### [Activity]
Should a line in the entries below contain "Duplicate", return that line.
━━━ Extracted records
#[cfg(test)]
mod tests {
    use super::*;
    use crate::anim::KeyframeAnim;
    use crate::types::JointPose;
    use test_case::test_case;

    fn clip(name: &str) -> Arc<AnimClip> {
        let anim = KeyframeAnim::still(name, &[JointPose::IDENTITY]);
        Arc::new(AnimClip::new(Arc::new(anim)))
    }

    #[test]
    fn test_state_names_are_unique_case_insensitive() {
        let mut layer = AnimLayer::new("Base");
        let idle = layer.create_state("Idle").unwrap();
        assert!(matches!(layer.create_state("IDLE"), Err(AnimError::Duplicate { .. })));
        assert_eq!(layer.find_state("idle"), Some(idle));
    }

    #[test]
    fn test_delete_state_drops_edges_and_default() {
        let mut layer = AnimLayer::new("Base");
        let idle = layer.create_state("Idle").unwrap();
        let run = layer.create_state("Run").unwrap();
        layer.set_default_state(idle).unwrap();
        layer.create_transition(idle, run).unwrap();
        layer.create_transition(run, idle).unwrap();
        let motion = layer.set_state_anim_clip(idle, clip("idle")).unwrap();

        layer.delete_state(idle).unwrap();

        assert!(layer.transitions().is_empty());
        assert_eq!(layer.default_state(), None);
        assert!(!layer.contains_node(motion));
        assert!(matches!(layer.state(idle), Err(AnimError::NotFound { .. })));
        assert_eq!(layer.states().count(), 1);
    }

    #[test]
    fn test_remove_child_keeps_other_handles_valid() {
        let mut layer = AnimLayer::new("Base");
        let tree = layer.create_blend_tree("Move", BlendType::Blend1D);
        let a = layer.add_child_clip(tree, clip("a"), Vec3::ZERO).unwrap();
        let b = layer.add_child_clip(tree, clip("b"), Vec3::X).unwrap();
        let c = layer.add_child_clip(tree, clip("c"), Vec3::X * 2.0).unwrap();

        layer.remove_child(tree, 1).unwrap();

        assert!(layer.contains_node(a));
        assert!(!layer.contains_node(b));
        assert!(layer.contains_node(c));
        assert_eq!(layer.blend_tree(tree).unwrap().children(), &[a, c]);
        assert_eq!(layer.child_blend_space_vector(tree, 1).unwrap(), Vec3::X * 2.0);
        assert!(layer.node_blend_space_vector(b).is_err());
    }

    #[test]
    fn test_child_cap_is_reported() {
        let mut layer = AnimLayer::new("Base");
        let tree = layer.create_blend_tree("Wide", BlendType::Blend1D);
        for i in 0..MAX_BLEND_TREE_CHILDREN {
            layer.add_child_clip(tree, clip("x"), Vec3::X * i as f32).unwrap();
        }
        let result = layer.add_child_clip(tree, clip("x"), Vec3::ZERO);
        assert_eq!(
            result,
            Err(AnimError::CapacityExceeded {
                what: "blend tree children",
                max: MAX_BLEND_TREE_CHILDREN
            })
        );
    }

    #[test]
    fn test_insert_child_at_front() {
        let mut layer = AnimLayer::new("Base");
        let tree = layer.create_blend_tree("Move", BlendType::Blend1D);
        let inner = layer.create_blend_tree("Inner", BlendType::Angle);
        let a = layer.add_child_clip(tree, clip("a"), Vec3::X).unwrap();
        let node = layer.insert_child_blend_tree(tree, 0, inner, Vec3::ZERO).unwrap();

        assert_eq!(layer.blend_tree(tree).unwrap().children(), &[node, a]);
        let NodeRef::Node(key) = node else {
            panic!("expected a blend tree node");
        };
        assert_eq!(layer.node_blend_tree(key).unwrap().name(), "Inner");
        assert!(layer.insert_child_blend_tree(tree, 0, tree, Vec3::ZERO).is_err());
        assert!(layer.add_child_blend_tree(inner, tree, Vec3::ZERO).is_err());
    }

    #[test]
    fn test_transition_lookup() {
        let mut layer = AnimLayer::new("Base");
        let idle = layer.create_state("Idle").unwrap();
        let run = layer.create_state("Run").unwrap();
        let jump = layer.create_state("Jump").unwrap();
        layer.create_transition(idle, run).unwrap();
        layer.create_transition(idle, jump).unwrap().is_atomic = true;

        assert!(matches!(layer.create_transition(idle, run), Err(AnimError::Duplicate { .. })));

        let outgoing = layer.list_transitions_from("idle");
        assert_eq!(outgoing.len(), 2);
        assert_eq!(outgoing[0].dst_state, run);
        assert!(outgoing[1].is_atomic);
        assert!(layer.list_transitions_from("nobody").is_empty());

        layer.remove_transition(idle, run).unwrap();
        assert_eq!(layer.transitions_from(idle).count(), 1);
    }

    #[test]
    fn test_transition_defaults() {
        let mut layer = AnimLayer::new("Base");
        let a = layer.create_state("A").unwrap();
        let b = layer.create_state("B").unwrap();
        let transition = layer.create_transition(a, b).unwrap();
        assert!(transition.fixed_duration);
        assert!(!transition.has_exit_time);
        assert_eq!(transition.blend_duration(1000.0), 250);
        transition.fixed_duration = false;
        transition.duration = 0.5;
        assert_eq!(transition.blend_duration(1000.0), 500);
    }

    #[test_case(CompareFunc::GreaterThan, 1.0, false)]
    #[test_case(CompareFunc::GreaterEqual, 1.0, true)]
    #[test_case(CompareFunc::LessThan, 0.5, true)]
    #[test_case(CompareFunc::LessEqual, 1.5, false)]
    #[test_case(CompareFunc::Equal, 1.0, true)]
    fn test_condition_evaluate(func: CompareFunc, value: f32, expected: bool) {
        let condition = Condition::new(0, func, 1.0);
        assert_eq!(condition.evaluate(value), expected);
    }

    #[test]
    fn test_missing_parameter_reads_as_zero() {
        let mut transition = AnimTransition::new(StateKey::default(), StateKey::default());
        transition
            .conditions
            .push(Condition::new(3, CompareFunc::LessThan, 0.5));
        assert!(transition.conditions_hold(&[]));
    }

    #[test]
    fn test_mask_affects_root() {
        let mut layer = AnimLayer::new("Upper");
        assert!(layer.affects_root());
        layer.set_mask_joints(vec![7, 5, 6, 5]);
        assert_eq!(layer.mask_joints(), Some(&[5, 6, 7][..]));
        assert!(!layer.affects_root());
        layer.set_mask_joints(vec![3, 0]);
        assert!(layer.affects_root());
    }

    #[test]
    fn test_empty_mask_is_not_full_body() {
        let mut layer = AnimLayer::new("Upper");
        assert_eq!(layer.mask_joints(), None);
        layer.set_mask_joints(Vec::new());
        assert_eq!(layer.mask_joints(), Some(&[][..]));
        assert!(!layer.affects_root());
    }
}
━━━━━━
### [Answer space]
        assert!(matches!(layer.create_state("IDLE"), Err(AnimError::Duplicate { .. })));
        assert!(matches!(layer.create_transition(idle, run), Err(AnimError::Duplicate { .. })));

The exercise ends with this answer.